U-substitution is important because it allows us to solve a wider range of integrals, particularly those that involve composite functions or nested functions. It also helps us to evaluate integrals that cannot be solved using other techniques such as integration by parts or trigonometric substitution.

## How do I know when to use u-substitution?

U-substitution is typically used when the integrand contains a function and its derivative, or when the integrand can be rewritten in the form of a composite or nested function. It can also be used to simplify integrands that contain radicals or exponential functions.

## What are the steps for using u-substitution in integration?

The general steps for using u-substitution in integration are as follows:
1. Identify the expression within the integrand that is the derivative of the new variable u.
2. Substitute u for this expression, and also replace all other occurrences of the same expression with u.
3. Rewrite the remaining parts of the integrand in terms of u.
4. Evaluate the new integral using basic integration techniques.
5. Substitute back in the original variable to obtain the final solution.
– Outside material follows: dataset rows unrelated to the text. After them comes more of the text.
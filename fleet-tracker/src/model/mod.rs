//! Domain records emitted by the pipeline

mod dashboard;
mod vehicle;

pub use dashboard::*;
pub use vehicle::*;
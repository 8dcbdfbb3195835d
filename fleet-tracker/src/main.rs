use std::process::ExitCode;

use clap::Parser;

use fleet_tracker::cli::commands::check::handle_check_command;
use fleet_tracker::cli::commands::sync::handle_sync_command;
use fleet_tracker::cli::{Cli, Commands};

#[tokio::main]
async fn main() -> anyhow::Result<ExitCode> {
    let cli = Cli::parse();

    let level = match cli.verbose {
        0 => "warn",
        1 => "info",
        _ => "debug",
    };
    env_logger::Builder::from_env(env_logger::Env::default().default_filter_or(level))
        .format_timestamp_millis()
        .init();

    log::debug!("fleet-tracker v{}", env!("CARGO_PKG_VERSION"));

    let config_path = cli.config.as_deref();
    match cli.command {
        Commands::Sync(args) => {
            handle_sync_command(args, config_path).await?;
            Ok(ExitCode::SUCCESS)
        }
        Commands::Check(args) => {
            if handle_check_command(args, config_path).await? {
                Ok(ExitCode::SUCCESS)
            } else {
                Ok(ExitCode::FAILURE)
            }
        }
    }
}
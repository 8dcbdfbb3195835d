//! Workbook decoding

mod reader;

pub use reader::{DecodedSheet, WorkbookError, decode_workbook};
//! Freight trip spreadsheet ingestion.
//!
//! Fetches the operations team's trip workbook, reads its first sheet and
//! normalizes each row into a [`model::Vehicle`] with a derived status.
//! Rows that cannot be used are skipped with a diagnostic; the batch never
//! aborts on a single row.

pub mod cli;
pub mod config;
pub mod ingest;
pub mod model;
pub mod output;
pub mod reference;
pub mod source;
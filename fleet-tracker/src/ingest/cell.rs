//! Raw spreadsheet cell representation

use calamine::Data;

/// A single cell as it arrives from the workbook, before normalization
#[derive(Debug, Clone, PartialEq, Default)]
pub enum CellValue {
    /// Missing or blank cell
    #[default]
    Empty,
    /// Human-entered text
    Text(String),
    /// Plain number or a native date serial
    Numeric(f64),
}

impl CellValue {
    /// Build a text cell
    pub fn text(s: impl Into<String>) -> Self {
        CellValue::Text(s.into())
    }

    /// True for `Empty` and for text that is blank after trimming
    pub fn is_blank(&self) -> bool {
        match self {
            CellValue::Empty => true,
            CellValue::Text(s) => s.trim().is_empty(),
            CellValue::Numeric(_) => false,
        }
    }

    /// True when the cell carries a usable value.
    ///
    /// Blank text, zero and NaN count as unset, matching how the sheet's
    /// consumers have always tested cells for truthiness.
    pub fn is_present(&self) -> bool {
        match self {
            CellValue::Empty => false,
            CellValue::Text(s) => !s.trim().is_empty(),
            CellValue::Numeric(n) => *n != 0.0 && !n.is_nan(),
        }
    }

    /// Try to get as number
    pub fn as_f64(&self) -> Option<f64> {
        match self {
            CellValue::Numeric(n) => Some(*n),
            _ => None,
        }
    }

    /// Trimmed textual rendering; numbers print without a trailing `.0`
    pub fn to_trimmed_string(&self) -> String {
        match self {
            CellValue::Empty => String::new(),
            CellValue::Text(s) => s.trim().to_string(),
            CellValue::Numeric(n) => format_number(*n),
        }
    }
}

/// Render a number the way the sheet displays it: whole numbers have no fraction
pub fn format_number(n: f64) -> String {
    if n.is_finite() && n.fract() == 0.0 && n.abs() < i64::MAX as f64 {
        (n as i64).to_string()
    } else {
        n.to_string()
    }
}

impl From<&Data> for CellValue {
    fn from(cell: &Data) -> Self {
        match cell {
            Data::Empty => CellValue::Empty,
            Data::String(s) if s.is_empty() => CellValue::Empty,
            Data::String(s) => CellValue::Text(s.clone()),
            Data::Int(i) => CellValue::Numeric(*i as f64),
            Data::Float(f) => CellValue::Numeric(*f),
            Data::Bool(b) => CellValue::Text(b.to_string()),
            // Date-typed cells keep their serial; the normalizer decides the rendering
            Data::DateTime(dt) => CellValue::Numeric(dt.as_f64()),
            Data::DateTimeIso(s) => CellValue::Text(s.clone()),
            Data::DurationIso(s) => CellValue::Text(s.clone()),
            Data::Error(_) => CellValue::Empty,
        }
    }
}

impl From<&str> for CellValue {
    fn from(s: &str) -> Self {
        if s.is_empty() {
            CellValue::Empty
        } else {
            CellValue::Text(s.to_string())
        }
    }
}

impl From<String> for CellValue {
    fn from(s: String) -> Self {
        if s.is_empty() {
            CellValue::Empty
        } else {
            CellValue::Text(s)
        }
    }
}

impl From<f64> for CellValue {
    fn from(n: f64) -> Self {
        CellValue::Numeric(n)
    }
}

impl std::fmt::Display for CellValue {
    fn fmt(&self, f: &mut std::fmt::Formatter<'_>) -> std::fmt::Result {
        match self {
            CellValue::Empty => write!(f, "(empty)"),
            CellValue::Text(s) => write!(f, "{}", s),
            CellValue::Numeric(n) => write!(f, "{}", format_number(*n)),
        }
    }
}
//! Subcommands and the arguments they share

pub mod check;
pub mod sync;

use std::path::PathBuf;

use anyhow::Result;
use clap::Args;

use crate::config::{Config, default_config_path};
use crate::source::Source;

/// Where to read the workbook from; falls back to `source.url` in the config
#[derive(Args, Debug, Clone, Default)]
pub struct SourceArgs {
    /// Workbook URL (e.g. a shared-link download)
    #[arg(long, conflicts_with = "file")]
    pub url: Option<String>,

    /// Local workbook file (.xlsx, .xls or .ods)
    #[arg(long)]
    pub file: Option<PathBuf>,
}

impl SourceArgs {
    pub fn resolve(&self, config: &Config) -> Result<Source> {
        if let Some(url) = &self.url {
            return Ok(Source::Url(url.trim().to_string()));
        }
        if let Some(path) = &self.file {
            return Ok(Source::File(path.clone()));
        }
        match &config.source.url {
            Some(location) if !location.trim().is_empty() => Ok(Source::parse(location)),
            _ => anyhow::bail!(
                "No workbook source configured. Pass --url or --file, or set source.url in {}",
                default_config_path().display()
            ),
        }
    }
}
//! Untyped source rows and the column names they are read by

use std::collections::HashMap;

use super::cell::CellValue;

/// Header names of the trip sheet
pub mod cols {
    pub const CARRIER: &str = "Transportadora";
    pub const PLATE: &str = "Placa";
    pub const DRIVER: &str = "Motorista";
    pub const ISA: &str = "ISA";
    pub const LOAD_DATE: &str = "Data da Carga";
    pub const FULL_ROUTE: &str = "Rota Completa";
    pub const VEHICLE_TYPE: &str = "Tipo de Veículo";
    pub const PLANNED_ARRIVAL_TZX: &str = "Planejado Chegada TZX";
    pub const PLANNED_DEPARTURE_TZX: &str = "Planejado Saída TZX";
    pub const TRIP_ID: &str = "ID Viagem";
    pub const SM: &str = "SM";
    pub const CAF: &str = "CAF";
    pub const PALLETS: &str = "Pallets";
    pub const VOLUME: &str = "Vol";
    pub const ORIGIN_ARRIVAL: &str = "Chegada Origem";
    pub const ORIGIN_DEPARTURE: &str = "Saída Origem";
    pub const DESTINATION_ARRIVAL: &str = "Chegada Destino";
    pub const FINISHED: &str = "Finalizado";
    pub const CAF_CLEARANCE: &str = "Baixa de CAF";
    pub const STATUS: &str = "Status";

    /// Columns that may carry the destination facility, in probe order
    pub const DESTINATION_ALIASES: &[&str] = &[
        "FC Destino",
        "Planejado Chegada FC",
        "Destino FC",
        "Chegada Destino",
        "destinationFC",
    ];
}

/// One sheet row keyed by header name
#[derive(Debug, Clone, Default, PartialEq)]
pub struct RawRow {
    cells: HashMap<String, CellValue>,
    /// 1-based row number in the sheet, when the row came from one
    line: Option<usize>,
}

impl RawRow {
    pub fn new() -> Self {
        Self::default()
    }

    /// Tag the row with its 1-based sheet row number
    pub fn at_line(mut self, line: usize) -> Self {
        self.line = Some(line);
        self
    }

    pub fn line(&self) -> Option<usize> {
        self.line
    }

    /// Builder-style insert, mostly for fixtures
    pub fn with(mut self, column: impl Into<String>, value: impl Into<CellValue>) -> Self {
        self.insert(column, value);
        self
    }

    pub fn insert(&mut self, column: impl Into<String>, value: impl Into<CellValue>) {
        self.cells.insert(column.into(), value.into());
    }

    /// Cell under `column`; absent columns read as `Empty`
    pub fn get(&self, column: &str) -> &CellValue {
        static EMPTY: CellValue = CellValue::Empty;
        self.cells.get(column).unwrap_or(&EMPTY)
    }

    /// Trimmed text of a column, empty when absent
    pub fn text(&self, column: &str) -> String {
        self.get(column).to_trimmed_string()
    }

    /// First column of `candidates` holding a present value
    pub fn first_present<'a>(&'a self, candidates: &[&'a str]) -> Option<(&'a str, &'a CellValue)> {
        candidates
            .iter()
            .map(|name| (*name, self.get(name)))
            .find(|(_, cell)| cell.is_present())
    }

    /// True when every cell is blank
    pub fn is_blank(&self) -> bool {
        self.cells.values().all(CellValue::is_blank)
    }

    pub fn is_empty(&self) -> bool {
        self.cells.is_empty()
    }
}

impl FromIterator<(String, CellValue)> for RawRow {
    fn from_iter<T: IntoIterator<Item = (String, CellValue)>>(iter: T) -> Self {
        Self {
            cells: iter.into_iter().collect(),
            line: None,
        }
    }
}
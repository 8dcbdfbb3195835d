//! Where the trip workbook comes from
//!
//! A source is either an HTTP(S) URL (typically a shared-link download) or a
//! local file. Fetching is a single attempt: no retry, no caching. Any failure
//! here is fatal for the run because no rows exist yet.

use std::path::{Path, PathBuf};
use std::time::Duration;

use crate::ingest::excel::{DecodedSheet, WorkbookError, decode_workbook};

pub const DEFAULT_USER_AGENT: &str =
    "Mozilla/5.0 (Windows NT 10.0; Win64; x64) AppleWebKit/537.36";
pub const DEFAULT_TIMEOUT_SECS: u64 = 30;

/// Location of the workbook
#[derive(Debug, Clone, PartialEq, Eq)]
pub enum Source {
    Url(String),
    File(PathBuf),
}

impl Source {
    /// Treat `http://` and `https://` as URLs, anything else as a path
    pub fn parse(location: &str) -> Self {
        let trimmed = location.trim();
        if trimmed.starts_with("http://") || trimmed.starts_with("https://") {
            Source::Url(trimmed.to_string())
        } else {
            Source::File(PathBuf::from(trimmed))
        }
    }
}

impl std::fmt::Display for Source {
    fn fmt(&self, f: &mut std::fmt::Formatter<'_>) -> std::fmt::Result {
        match self {
            Source::Url(url) => write!(f, "{}", url),
            Source::File(path) => write!(f, "{}", path.display()),
        }
    }
}

/// HTTP client settings for URL sources
#[derive(Debug, Clone)]
pub struct HttpSettings {
    pub user_agent: String,
    pub timeout: Duration,
}

impl Default for HttpSettings {
    fn default() -> Self {
        Self {
            user_agent: DEFAULT_USER_AGENT.to_string(),
            timeout: Duration::from_secs(DEFAULT_TIMEOUT_SECS),
        }
    }
}

/// Failure to obtain the raw rows
#[derive(Debug)]
pub enum SourceError {
    /// Transport-level failure (DNS, TLS, timeout, ...)
    Http(reqwest::Error),
    /// Server answered with a non-success status
    Status(u16),
    Io {
        path: PathBuf,
        source: std::io::Error,
    },
    Workbook(WorkbookError),
    /// Download succeeded but the body was empty
    EmptyWorkbook,
}

impl std::fmt::Display for SourceError {
    fn fmt(&self, f: &mut std::fmt::Formatter<'_>) -> std::fmt::Result {
        match self {
            SourceError::Http(e) => write!(f, "HTTP request failed: {}", e),
            SourceError::Status(code) => write!(f, "HTTP error! status: {}", code),
            SourceError::Io { path, source } => {
                write!(f, "Failed to read '{}': {}", path.display(), source)
            }
            SourceError::Workbook(e) => write!(f, "{}", e),
            SourceError::EmptyWorkbook => write!(f, "Downloaded workbook is empty"),
        }
    }
}

impl std::error::Error for SourceError {
    fn source(&self) -> Option<&(dyn std::error::Error + 'static)> {
        match self {
            SourceError::Http(e) => Some(e),
            SourceError::Io { source, .. } => Some(source),
            SourceError::Workbook(e) => Some(e),
            SourceError::Status(_) | SourceError::EmptyWorkbook => None,
        }
    }
}

impl From<reqwest::Error> for SourceError {
    fn from(e: reqwest::Error) -> Self {
        SourceError::Http(e)
    }
}

impl From<WorkbookError> for SourceError {
    fn from(e: WorkbookError) -> Self {
        SourceError::Workbook(e)
    }
}

fn build_client(settings: &HttpSettings) -> Result<reqwest::Client, SourceError> {
    Ok(reqwest::Client::builder()
        .user_agent(settings.user_agent.as_str())
        .timeout(settings.timeout)
        .build()?)
}

/// Download or read the raw workbook bytes
pub async fn fetch_workbook(
    source: &Source,
    settings: &HttpSettings,
) -> Result<Vec<u8>, SourceError> {
    let bytes = match source {
        Source::Url(url) => {
            log::info!("Fetching workbook from {}", url);
            let client = build_client(settings)?;
            let response = client.get(url).send().await?;

            let status = response.status();
            if !status.is_success() {
                return Err(SourceError::Status(status.as_u16()));
            }
            response.bytes().await?.to_vec()
        }
        Source::File(path) => {
            log::info!("Reading workbook from {}", path.display());
            read_file(path).await?
        }
    };

    if bytes.is_empty() {
        return Err(SourceError::EmptyWorkbook);
    }

    log::debug!("Workbook size: {} bytes", bytes.len());
    Ok(bytes)
}

async fn read_file(path: &Path) -> Result<Vec<u8>, SourceError> {
    tokio::fs::read(path).await.map_err(|source| SourceError::Io {
        path: path.to_path_buf(),
        source,
    })
}

/// Fetch and decode the first sheet
pub async fn load_sheet(
    source: &Source,
    settings: &HttpSettings,
) -> Result<DecodedSheet, SourceError> {
    let bytes = fetch_workbook(source, settings).await?;
    // Decoding is CPU-bound; keep it off the async workers
    let sheet = tokio::task::spawn_blocking(move || decode_workbook(bytes))
        .await
        .map_err(|e| SourceError::Io {
            path: PathBuf::from(source.to_string()),
            source: std::io::Error::other(e),
        })??;
    Ok(sheet)
}

/// Whether the source answers at all. Never fails; errors read as unreachable.
pub async fn check_source(source: &Source, settings: &HttpSettings) -> bool {
    match source {
        Source::Url(url) => {
            let client = match build_client(settings) {
                Ok(client) => client,
                Err(e) => {
                    log::warn!("Could not build HTTP client: {}", e);
                    return false;
                }
            };
            match client.head(url).send().await {
                Ok(response) => {
                    log::debug!("HEAD {} -> {}", url, response.status());
                    response.status().is_success()
                }
                Err(e) => {
                    log::warn!("HEAD {} failed: {}", url, e);
                    false
                }
            }
        }
        Source::File(path) => tokio::fs::metadata(path)
            .await
            .map(|m| m.is_file())
            .unwrap_or(false),
    }
}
## Are there any common mistakes to avoid when using u-substitution?

Yes, some common mistakes to avoid when using u-substitution include:
- Forgetting to replace all occurrences of the substituted expression with u.
- Choosing the wrong expression to substitute for u.
- Not simplifying the integrand after substitution.
- Forgetting to substitute back in the original variable at the end.
It is important to carefully apply the steps of u-substitution and check your work for any potential errors.